Le plébiscite raté de Macron
Dès le début de la campagne, Emmanuel Macron avait confisqué le débat sur les Européennes, en ramenant le scrutin à une opposition entre "progressistes et nationalistes", entendez LREM vs RN. Les éléments de langage des ministres et parlementaires distillés dans les médias ne laissaient d'ailleurs planer plus aucun doute sur le caractère désormais national que le président comptait donner à ce scrutin : "le Rassemblement national ne doit pas devenir le premier parti de France !". Le roi lui-même n'a-t-il pas déclaré qu'il mettrait "toute [s]on énergie pour que le Rassemblement national ne soit pas le premier parti de France" ? Quelques jours avant le scrutin, Emmanuel Macron avait même donné un entretien reproduit dans quasiment tous les quotidiens régionaux., sortant ainsi du rôle d'arbitre que lui reconnaît la Constitution. Seuls Le Télégramme et La Voix du Nord ont refusé les conditions de l'Élysée, à savoir une relecture de l'entretien par les conseillers du président afin d'en lisser probablement les aspérités.
Donc en résumé :
- Macron a personnalisé à outrance et de manière absurde les élections européennes, au point d’en faire un plébiscite national sur sa politique (personne ?) en pleine crise sociale dans le pays et au détriment des questions européennes ;
- Le plébiscite a mal tourné pour lui, comme le montrent les résultats nationaux, l'abstention, mais aussi les résultats dans les départements de la fameuse « France périphérique » si longtemps ignorée par le gouvernement ;
- Le gouvernement nie cet échec et annonce qu’il ne changera pas son cap.

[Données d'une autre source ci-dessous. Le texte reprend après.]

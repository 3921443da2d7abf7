//! Property tests for policy periods
//!
//! Covers end-date derivation from a duration and the `end > start`
//! invariant of `PolicyPeriod`.

use chrono::{Duration, NaiveDate};
use core_kernel::{end_date_for, PolicyPeriod, TemporalError};
use proptest::prelude::*;

fn start_date_strategy() -> impl Strategy<Value = NaiveDate> {
    // 2000-01-01 .. roughly 2060
    (0i64..22_000).prop_map(|offset| {
        NaiveDate::from_ymd_opt(2000, 1, 1).unwrap() + Duration::days(offset)
    })
}

mod derivation {
    use super::*;

    proptest! {
        #[test]
        fn end_is_start_plus_duration(start in start_date_strategy(), days in 1u32..3650) {
            let end = end_date_for(start, days).unwrap();
            prop_assert_eq!((end - start).num_days(), i64::from(days));
            prop_assert!(end > start);
        }

        #[test]
        fn period_from_duration_matches_helper(start in start_date_strategy(), days in 1u32..3650) {
            let period = PolicyPeriod::from_duration(start, days).unwrap();
            prop_assert_eq!(period.start(), start);
            prop_assert_eq!(Some(period.end()), end_date_for(start, days));
            prop_assert_eq!(period.days(), i64::from(days));
        }
    }

    #[test]
    fn test_kasko_thirty_days() {
        let start = NaiveDate::from_ymd_opt(2024, 1, 1).unwrap();
        assert_eq!(
            end_date_for(start, 30),
            NaiveDate::from_ymd_opt(2024, 1, 31)
        );
    }

    #[test]
    fn test_year_end_rollover() {
        let start = NaiveDate::from_ymd_opt(2024, 12, 15).unwrap();
        assert_eq!(
            end_date_for(start, 365),
            NaiveDate::from_ymd_opt(2025, 12, 15)
        );
    }
}

mod invariants {
    use super::*;

    proptest! {
        #[test]
        fn non_increasing_periods_are_rejected(start in start_date_strategy(), back in 0i64..400) {
            let end = start - Duration::days(back);
            let is_invalid_period = matches!(
                PolicyPeriod::new(start, end),
                Err(TemporalError::InvalidPeriod { .. })
            );
            prop_assert!(is_invalid_period);
        }
    }

    #[test]
    fn test_out_of_range_duration() {
        let start = NaiveDate::MAX - Duration::days(1);
        assert!(matches!(
            PolicyPeriod::from_duration(start, 10),
            Err(TemporalError::OutOfRange { .. })
        ));
    }
}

C’est l’exemple même du sophisme à moins que ce ne soit tout simplement la démonstration par l’absurde du mépris politique… Et après, on se demande pourquoi il y a une montée de la violence et un rejet massif des urnes !
Le cercle vertueux escompté par sa politique économique
Pour le dire d'un mot, avant le mouvement des gilets jaunes, Emmanuel Macron cherchait à redresser la compétitivité de France S.A., tout en restaurant les finances publiques, en baissant le taux de chômage et en augmentant les compétences et salaires. Bref, une martingale, qui devrait permettre de continuer à réformer sans cesse dans l'avenir selon les préceptes managériaux du type roue de Deming :
La situation réelle
Hélas, il en va des martingales comme des licornes : elles n'existent que dans les rêves ! Dès lors, le pari macronien à défaut de jupitérien reposait en partie sur le fait que les salariés accepteraient docilement de payer pour restaurer la compétitivité de leur boîte, ce qui a déjà commencé par la flexibilisation des emplois entendez leur précarisation :
[ Source : DARES ]
Il est vrai que le coût salarial unitaire (c'est-à-dire le coût salarial par unité de valeur ajoutée produite) a augmenté en France, mais aussi en Italie et même en Allemagne depuis l'entrée dans l'euro en 1999 :
[ Source : Natixis ]
Il ne faudrait surtout pas perdre de vue que le salarié est également un consommateur (et aussi un citoyen même si les gouvernements semblent l'oublier...), et que si les salaires sont maintenus bas pour gagner en compétitivité-coût, il ne faudra pas espérer tirer la croissance par le traditionnel moteur de la consommation.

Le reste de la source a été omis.